Jennie's POV
"Hi.. " I greeted as soon as I saw her sitting on our usual spot.. The hi wasn't cheerful and energetic.. It's not the usual hi that I have always gave her.. But I smiled.. Hiding the pain inside when in fact, my heart is already bleeding and we haven't even started anything yet..
"Hello.. " she greeted back and move a little giving me a space to sit beside her.. We have this habit where we always sit on this particular chair as we watch the moon at night.. She smiled but it was different, her eyes were telling me otherwise..
I sat comfortably beside her as I focused my eyes above watching how the moon shines so bright and be perfect with its shape.. It's beautiful yet filled with sadness..
We often watch the moon in this exact wooden chair.. We laugh, we argue, we kiss, we hug... Everything about us was witnessed by this chair.. Probably our parting too..
I glanced over her and saw how she's admiring the moon as always.. She tends to do that.. Space out a little from time to time but that's alright to me.. I kinda like it because it gives me to time to actually admire her beauty.. To appreciate her presence but now it's different.. I can't do that anymore..
"We should end it right, Lisa? " I asked and a knife immediately stabbed my heart.. I hated what I said.. I hated it so much but I have to..
Her parents find out about us.. They're against it of course.. And I get their point.. We are two different persons.. She's too good for me.. We are too young.. We simply can't be together..
"Hmm I guess.. " she shortly said..
Lisa wasn't the type to tell you things like the way I can.. She can't open up that easily.. She practically hides everything that she's been suffering on.. She's not good with words.. She's not good with talking but I know she tries..
She's not saying so much words right now but I know her.. I know she just can't say those words but she's hurting inside.. Dying probably?
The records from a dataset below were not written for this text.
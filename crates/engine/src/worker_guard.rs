// SPDX-License-Identifier: BUSL-1.1
// Copyright (c) 2026 Alfred Jean LLC

//! Process-start gating for the background ticker, grounded in
//! `worker_guard_v2.py`'s `can_start_worker`/`mark_started_once`.

use serde::Serialize;
use std::sync::atomic::{AtomicBool, Ordering};

static STARTED: AtomicBool = AtomicBool::new(false);

#[derive(Debug, Clone, PartialEq, Eq, Serialize)]
pub struct WorkerGuardStatus {
    pub enabled: bool,
    pub reason: String,
    pub pid: u32,
    pub configured_pid: u32,
}

/// Decides whether the current process may run the background ticker.
///
/// `pid` is the OS pid of this process; callers pass it explicitly rather
/// than reading `std::process::id()` here so the decision stays testable.
pub fn can_start_worker(enabled: bool, configured_pid: u32, pid: u32) -> WorkerGuardStatus {
    if !enabled {
        return WorkerGuardStatus {
            enabled: false,
            reason: "worker disabled by flag".to_string(),
            pid,
            configured_pid,
        };
    }
    if configured_pid != 0 && configured_pid != pid {
        return WorkerGuardStatus {
            enabled: false,
            reason: format!("pid mismatch (pid={pid} expected={configured_pid})"),
            pid,
            configured_pid,
        };
    }
    WorkerGuardStatus {
        enabled: true,
        reason: "ok".to_string(),
        pid,
        configured_pid,
    }
}

/// Returns `true` exactly once per process; every later call returns `false`.
/// Guards against double-starting the background loop under reloader quirks.
pub fn mark_started_once() -> bool {
    STARTED
        .compare_exchange(false, true, Ordering::SeqCst, Ordering::SeqCst)
        .is_ok()
}

#[cfg(test)]
#[path = "worker_guard_tests.rs"]
mod tests;
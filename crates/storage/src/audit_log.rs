// SPDX-License-Identifier: BUSL-1.1
// Copyright (c) 2026 Alfred Jean LLC

//! Append-only operator/action audit log. Every payload and error value is
//! filtered of secret-shaped keys before it is persisted.

use crate::error::StorageResult;
use av_core::{AuditResult, Clock};
use sqlx::SqlitePool;

const SECRET_MARKERS: &[&str] = &["token", "password", "secret", "key"];

/// Recursively strips object keys whose lowercased name contains any of
/// `token|password|secret|key`, replacing the value with a redaction marker.
pub fn filter_secrets(value: &serde_json::Value) -> serde_json::Value {
    match value {
        serde_json::Value::Object(map) => {
            let mut filtered = serde_json::Map::with_capacity(map.len());
            for (k, v) in map {
                let lowered = k.to_lowercase();
                if SECRET_MARKERS.iter().any(|m| lowered.contains(m)) {
                    filtered.insert(k.clone(), serde_json::Value::String("[redacted]".into()));
                } else {
                    filtered.insert(k.clone(), filter_secrets(v));
                }
            }
            serde_json::Value::Object(filtered)
        }
        serde_json::Value::Array(items) => {
            serde_json::Value::Array(items.iter().map(filter_secrets).collect())
        }
        other => other.clone(),
    }
}

#[derive(Clone)]
pub struct AuditLog<C: Clock> {
    pool: SqlitePool,
    clock: C,
}

impl<C: Clock> AuditLog<C> {
    pub fn new(pool: SqlitePool, clock: C) -> Self {
        Self { pool, clock }
    }

    #[allow(clippy::too_many_arguments)]
    pub async fn record(
        &self,
        actor_id: Option<&str>,
        actor_role: Option<&str>,
        action: &str,
        target_id: Option<&str>,
        result: AuditResult,
        payload: Option<serde_json::Value>,
        error: Option<serde_json::Value>,
    ) -> StorageResult<()> {
        let result_str = match result {
            AuditResult::Success => "success",
            AuditResult::Idle => "idle",
            AuditResult::Denied => "denied",
            AuditResult::Error => "error",
        };
        let payload = payload.as_ref().map(filter_secrets);
        let error = error.as_ref().map(filter_secrets);

        sqlx::query(
            r#"
            INSERT INTO audit_log (ts, actor_id, actor_role, action, target_id, result, payload_json, error_json)
            VALUES (?, ?, ?, ?, ?, ?, ?, ?)
            "#,
        )
        .bind(self.clock.now().to_rfc3339())
        .bind(actor_id)
        .bind(actor_role)
        .bind(action)
        .bind(target_id)
        .bind(result_str)
        .bind(payload.map(|p| p.to_string()))
        .bind(error.map(|e| e.to_string()))
        .execute(&self.pool)
        .await?;

        Ok(())
    }
}

#[cfg(test)]
#[path = "audit_log_tests.rs"]
mod tests;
She always seems so jolly and bright when in fact, she struggles with herself the most..
"How are you? " I asked as I awkwardly swing my feet in the air while I fidget with my own fingers.. I tend to do that when I'm nervous.. Or scared..
"I'm fine" she's lying.. I know she isn't..
"I'm sorry about your parents, it's partially my fault" and it's true.. If we did not start any of this.. We won't be having this goodbye right now..
"It's fine, don't worry" she's lying again.. It's not fine.. I know her parents were mad at her, they probably shouted and cursed at her.. Saying things that could hurt her for the longest time.. Things that might ruin her mind.. I wish to erase those things if I could..
"How about you? Are you fine? " She asked me the same question.. In that moment, I wanted to cry and just hug her.. I wanted to feel her warmth and comfort.. I wanted to keep her..
"No, I'm not" I said honestly.. How could I? I'm loosing the only person who gave my worth.. I'm loosing the love of my life..
"We will be fine sooner or later, don't worry, you're strong" I said to console both of us.. It's a lie though.. I just know for sure that I will not be fine for a while..
"I'm not" she said.. I know.. Lisa may act strong but she's the most softhearted person I've ever met.. She acts like it's fine when it's not.. She always acts the opposite to hide and protect her vulnerable heart..
"Earlier, I watched the sunset alone.. A lot of people were surrounding me as they watch too.. I would usually feel scared and anxious but I didn't because I thought of you being there with me.. " I told her.. It was true..
I'm afraid of heights, Lisa made sure to always guide me whenever we walk to school especially when we are walking to higher floors.. I have social anxiety and I hate crowded places.. Lisa knows it so she made sure to never leave my side when a lot of people are around us... She would hold my hand as we walk to make sure that I'm fine because she knows that it comforts me..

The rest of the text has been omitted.